A new year is a fresh start- an opportunity to test new ideas, fix broken habits and begin new adventures. The conscious decision to begin anew in the New Year arises in the form of a resolution. Perhaps your resolutions is to exercise more, work less, spend more time with family or avoid the fiscal cliff. But did you consider your pet when making your new year’s resolutions? This New Year make your pet into a resolution. Here are some ideas for New Year’s resolutions for your pet.
1) Walk more. Walk your dog an extra block, take half-day hikes, walk twice a day or walk your dog to the coffee shop. Longer walks equate to more time spent with your pet and better health. Pet obesity is steadily increasing in the US and walking your pet directly combats obesity and related health problems.
2) Visit your veterinarian twice a year. The AVMA will be recommending that pets see their veterinarian twice a year for wellness care and vaccinations. Bi-annual visits to your veterinarian are essential to ensure sure your pet is healthy and has no undetectable illnesses. Similarly, vaccinations and parasite preventives are critical for preventing unwanted diseases.
3) Try new toys. If your dog has owned every squeaky toy, plush toy, ball or bone known to earth- then it is time to mix it up. Instead of a squeaky toy perhaps try a new bone or instead of that new bone try a ball. Rotating toys keeps your dog entertained. For cats, try playing with a laser pointer or a feather wand and commit to at least twenty minutes each week.
4) Be more social with your pet. Animals are social creatures and enjoy interacting with other animals and people. If your dog is a social hound, make a resolution to take her to the dog park three times a month. Agility classes and social dog groups both offer novel opportunities for your pup to socialize more. For cats, try a cat play date with a friend’s cat.
5) Volunteer your pet. Comfort dogs, dog and cat blood donors and companion pets are great ways for your pet to volunteer. The Sandy Hook shooting demonstrated the comfort and reassurance pets can give to those in distress. Similarly, the elderly benefit from being around animals. In addition, animal blood donors are needed for pet blood banks. Most pets will undergo a screening process to ensure they are qualified for their chosen duty.
6) Groom your pet more often. Brushing your pet helps keep them clean and healthy by removing extra hair and dirt. Grooming your pet also gives you an opportunity to inspect them for hidden health problems. If your pet has gingivitis, bad breath or tartar strongly consider brushing their teeth four times a week. Most animals’ enjoy the attention and will tolerate moderate brushing.

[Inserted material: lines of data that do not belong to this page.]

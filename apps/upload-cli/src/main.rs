//! capyupload command-line entry point.

mod app;
mod config;

use std::path::PathBuf;

use capyupload_uploader::UploadOptionsOverrides;
use clap::Parser;
use tracing_subscriber::EnvFilter;

/// Uploads a file in resumable parts. Rerun the same command to resume.
#[derive(Parser, Debug)]
#[command(name = "capyupload")]
#[command(version)]
struct Cli {
    /// File to upload
    file: PathBuf,

    /// Resume identity (defaults to the file name)
    #[arg(long)]
    identity: Option<String>,

    /// Configuration file path
    #[arg(long)]
    config: Option<PathBuf>,

    /// Upload service URL (overrides config)
    #[arg(long)]
    endpoint: Option<String>,

    /// Storage bucket (overrides config)
    #[arg(long)]
    bucket: Option<String>,

    /// Parts transferred at the same time (overrides config)
    #[arg(long)]
    concurrency: Option<usize>,

    /// MIME type sent on create (overrides config and detection)
    #[arg(long)]
    content_type: Option<String>,
}

impl Cli {
    /// Layers the command-line flags over a loaded configuration.
    fn apply(&self, mut config: config::Config) -> config::Config {
        if let Some(endpoint) = &self.endpoint {
            config.endpoint = endpoint.clone();
        }
        if let Some(bucket) = &self.bucket {
            config.bucket = bucket.clone();
        }
        config.upload = config.upload.merge(UploadOptionsOverrides {
            concurrency: self.concurrency,
            content_type: self.content_type.clone(),
            ..Default::default()
        });
        config
    }
}

fn main() -> anyhow::Result<()> {
    let cli = Cli::parse();

    // Initialize structured logging.
    tracing_subscriber::fmt()
        .with_env_filter(
            EnvFilter::try_from_default_env().unwrap_or_else(|_| EnvFilter::new("info")),
        )
        .init();

    tracing::debug!(version = env!("CARGO_PKG_VERSION"), "starting capyupload");

    let config = cli.apply(config::Config::load(cli.config.as_deref())?);

    let rt = tokio::runtime::Runtime::new()?;
    rt.block_on(app::run(config, cli.file, cli.identity))
}

#[cfg(test)]
mod tests {
    use super::*;

    #[test]
    fn parses_file_and_flags() {
        let cli = Cli::try_parse_from([
            "capyupload",
            "movie.mkv",
            "--identity",
            "movie-v2",
            "--concurrency",
            "8",
            "--bucket",
            "media",
        ])
        .unwrap();
        assert_eq!(cli.file, PathBuf::from("movie.mkv"));
        assert_eq!(cli.identity.as_deref(), Some("movie-v2"));
        assert_eq!(cli.concurrency, Some(8));
        assert!(cli.endpoint.is_none());
    }

    #[test]
    fn file_is_required() {
        assert!(Cli::try_parse_from(["capyupload"]).is_err());
    }

    #[test]
    fn flags_override_config_field_by_field() {
        let cli = Cli::try_parse_from([
            "capyupload",
            "a.bin",
            "--endpoint",
            "https://cli.test",
            "--concurrency",
            "2",
        ])
        .unwrap();
        let file_config: config::Config = toml::from_str(
            r#"
            endpoint = "https://file.test"
            bucket = "media"

            [upload]
            concurrency = 6
            max_parts = 50
            "#,
        )
        .unwrap();

        let config = cli.apply(file_config);
        assert_eq!(config.endpoint, "https://cli.test");
        assert_eq!(config.bucket, "media");
        let opts = config.upload_options();
        assert_eq!(opts.concurrency, 2);
        assert_eq!(opts.max_parts, 50);
    }
}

7) Keep the litter box clean or teach your cat to use the toilet. The number one reason why cats are surrendered to shelters is inappropriate elimination. Cats are more likely to consistently use the litter box when it is clean. If you are curious to learn how to teach your cat to use the toilet there are a number of good You Tube how-to videos available.
8) Solve unwanted behavioral problems. If your dog or cat has a quirky behavioral problem stop it now before it becomes a problem. A boarded (veterinarian with advanced training in pet behavior) pet behaviorist can offer insight into why your dog or cat behaves oddly and can make recommendations to fix the problem. Often, licensed pet behaviorists are less expensive than animal trainers.
The best resolutions are those that can be achieved through minor lifestyle modifications. For example, resolving to walk your dog an extra thirty minutes per week equates to less than five extra minutes each week. Likewise taking your pet to the vet twice a year only requires two visits and pro-actively circumvents avoidable diseases. So this year make a great resolution by make a pet resolution.